All of the entries are to be restated word for word.
====== MATERIAL FOR THIS EXERCISE ======
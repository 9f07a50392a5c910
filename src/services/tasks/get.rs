use actix_web::{HttpRequest, HttpResponse, Result as ActixResult};

use super::TaskService;
use crate::models::{ApiResponse, ErrorCode};

pub async fn get_task(
    service: &TaskService,
    request: &HttpRequest,
    task_id: String,
) -> ActixResult<HttpResponse> {
    let storage = service.get_storage(request);

    match storage.get_task_by_id(&task_id).await {
        Ok(Some(task)) => Ok(HttpResponse::Ok().json(ApiResponse::success(
            task,
            "Task retrieved successfully",
        ))),
        Ok(None) => Ok(HttpResponse::NotFound().json(ApiResponse::error_empty(
            ErrorCode::TaskNotFound,
            "Task not found",
        ))),
        Err(e) => Ok(ApiResponse::<()>::from_error(
            &e,
            ErrorCode::InternalServerError,
            "Failed to get task",
        )),
    }
}
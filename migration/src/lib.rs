pub use sea_orm_migration::prelude::*;

mod m20250301_000001_create_portal_tables;

pub struct Migrator;

#[async_trait::async_trait]
impl MigratorTrait for Migrator {
    fn migrations() -> Vec<Box<dyn MigrationTrait>> {
        vec![Box::new(m20250301_000001_create_portal_tables::Migration)]
    }
}
pub mod entities;
pub mod requests;
pub mod responses;
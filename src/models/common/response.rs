use actix_web::HttpResponse;
use serde::{Deserialize, Serialize};
use tracing::error;
use ts_rs::TS;

use crate::errors::PortalError;
use crate::models::ErrorCode;

// 统一的API响应结构
#[derive(Debug, Clone, Serialize, Deserialize, TS)]
#[ts(export, export_to = "../frontend/src/types/generated/api.ts")]
pub struct ApiResponse<T: TS> {
    pub code: i32,
    pub message: String,
    #[serde(skip_serializing_if = "Option::is_none")]
    pub data: Option<T>,
    pub timestamp: chrono::DateTime<chrono::Utc>,
}

impl<T: TS> ApiResponse<T> {
    pub fn success(data: T, message: impl Into<String>) -> Self {
        Self {
            code: ErrorCode::Success as i32,
            message: message.into(),
            data: Some(data),
            timestamp: chrono::Utc::now(),
        }
    }
}

impl ApiResponse<()> {
    pub fn success_empty(message: impl Into<String>) -> Self {
        Self {
            code: ErrorCode::Success as i32,
            message: message.into(),
            data: None,
            timestamp: chrono::Utc::now(),
        }
    }

    pub fn error_empty(code: ErrorCode, message: impl Into<String>) -> Self {
        Self {
            code: code as i32,
            message: message.into(),
            data: None,
            timestamp: chrono::Utc::now(),
        }
    }

    /// 将业务错误转换为 HTTP 响应
    ///
    /// 4xx 错误原样返回错误详情；其余错误只返回通用信息，详情写入服务端日志。
    pub fn from_error(err: &PortalError, code: ErrorCode, context: &str) -> HttpResponse {
        let status = err.http_status();
        if err.is_client_error() {
            let code = match err {
                PortalError::Validation(_) => ErrorCode::ValidationFailed,
                _ => code,
            };
            HttpResponse::build(status).json(Self::error_empty(code, err.message()))
        } else {
            error!("{}: {}", context, err);
            HttpResponse::build(status).json(Self::error_empty(
                ErrorCode::InternalServerError,
                format!("{context}, please try again later"),
            ))
        }
    }
}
======
** FINISHED TASK **
repository 9f07a50392a5c910
filename src/services/tasks/get.rs
use actix_web::{HttpRequest, HttpResponse, Result as ActixResult};

use super::TaskService;
use crate::models::{ApiResponse, ErrorCode};

pub async fn get_task(
    service: &TaskService,
    request: &HttpRequest,
    task_id: String,
) -> ActixResult<HttpResponse> {
    let storage = service.get_storage(request);

    match storage.get_task_by_id(&task_id).await {
        Ok(Some(task)) => Ok(HttpResponse::Ok().json(ApiResponse::success(
            task,
            "Task retrieved successfully",
        ))),
        Ok(None) => Ok(HttpResponse::NotFound().json(ApiResponse::error_empty(
            ErrorCode::TaskNotFound,
            "Task not found",
        ))),
        Err(e) => Ok(ApiResponse::<()>::from_error(
            &e,
            ErrorCode::InternalServerError,
            "Failed to get task",
        )),
    }
}
filename migration/src/lib.rs
pub use sea_orm_migration::prelude::*;

mod m20250301_000001_create_portal_tables;

pub struct Migrator;

#[async_trait::async_trait]
impl MigratorTrait for Migrator {
    fn migrations() -> Vec<Box<dyn MigrationTrait>> {
        vec![Box::new(m20250301_000001_create_portal_tables::Migration)]
    }
}
pub mod entities;
pub mod requests;
pub mod responses;
filename src/models/common/response.rs
use actix_web::HttpResponse;
use serde::{Deserialize, Serialize};
use tracing::error;
use ts_rs::TS;

use crate::errors::PortalError;
use crate::models::ErrorCode;

// 统一的API响应结构
#[derive(Debug, Clone, Serialize, Deserialize, TS)]
#[ts(export, export_to = "../frontend/src/types/generated/api.ts")]
pub struct ApiResponse<T: TS> {
    pub code: i32,
    pub message: String,
    #[serde(skip_serializing_if = "Option::is_none")]
    pub data: Option<T>,
    pub timestamp: chrono::DateTime<chrono::Utc>,
}

impl<T: TS> ApiResponse<T> {
    pub fn success(data: T, message: impl Into<String>) -> Self {
        Self {
            code: ErrorCode::Success as i32,
            message: message.into(),
            data: Some(data),
            timestamp: chrono::Utc::now(),
        }
    }
}

impl ApiResponse<()> {
    pub fn success_empty(message: impl Into<String>) -> Self {
        Self {
            code: ErrorCode::Success as i32,
            message: message.into(),
            data: None,
            timestamp: chrono::Utc::now(),
        }
    }

    pub fn error_empty(code: ErrorCode, message: impl Into<String>) -> Self {
        Self {
            code: code as i32,
            message: message.into(),
            data: None,
            timestamp: chrono::Utc::now(),
        }
    }

    /// 将业务错误转换为 HTTP 响应
    ///
    /// 4xx 错误原样返回错误详情；其余错误只返回通用信息，详情写入服务端日志。
    pub fn from_error(err: &PortalError, code: ErrorCode, context: &str) -> HttpResponse {
        let status = err.http_status();
        if err.is_client_error() {
            let code = match err {
                PortalError::Validation(_) => ErrorCode::ValidationFailed,
                _ => code,
            };
            HttpResponse::build(status).json(Self::error_empty(code, err.message()))
        } else {
            error!("{}: {}", context, err);
            HttpResponse::build(status).json(Self::error_empty(
                ErrorCode::InternalServerError,
                format!("{context}, please try again later"),
            ))
        }
    }
}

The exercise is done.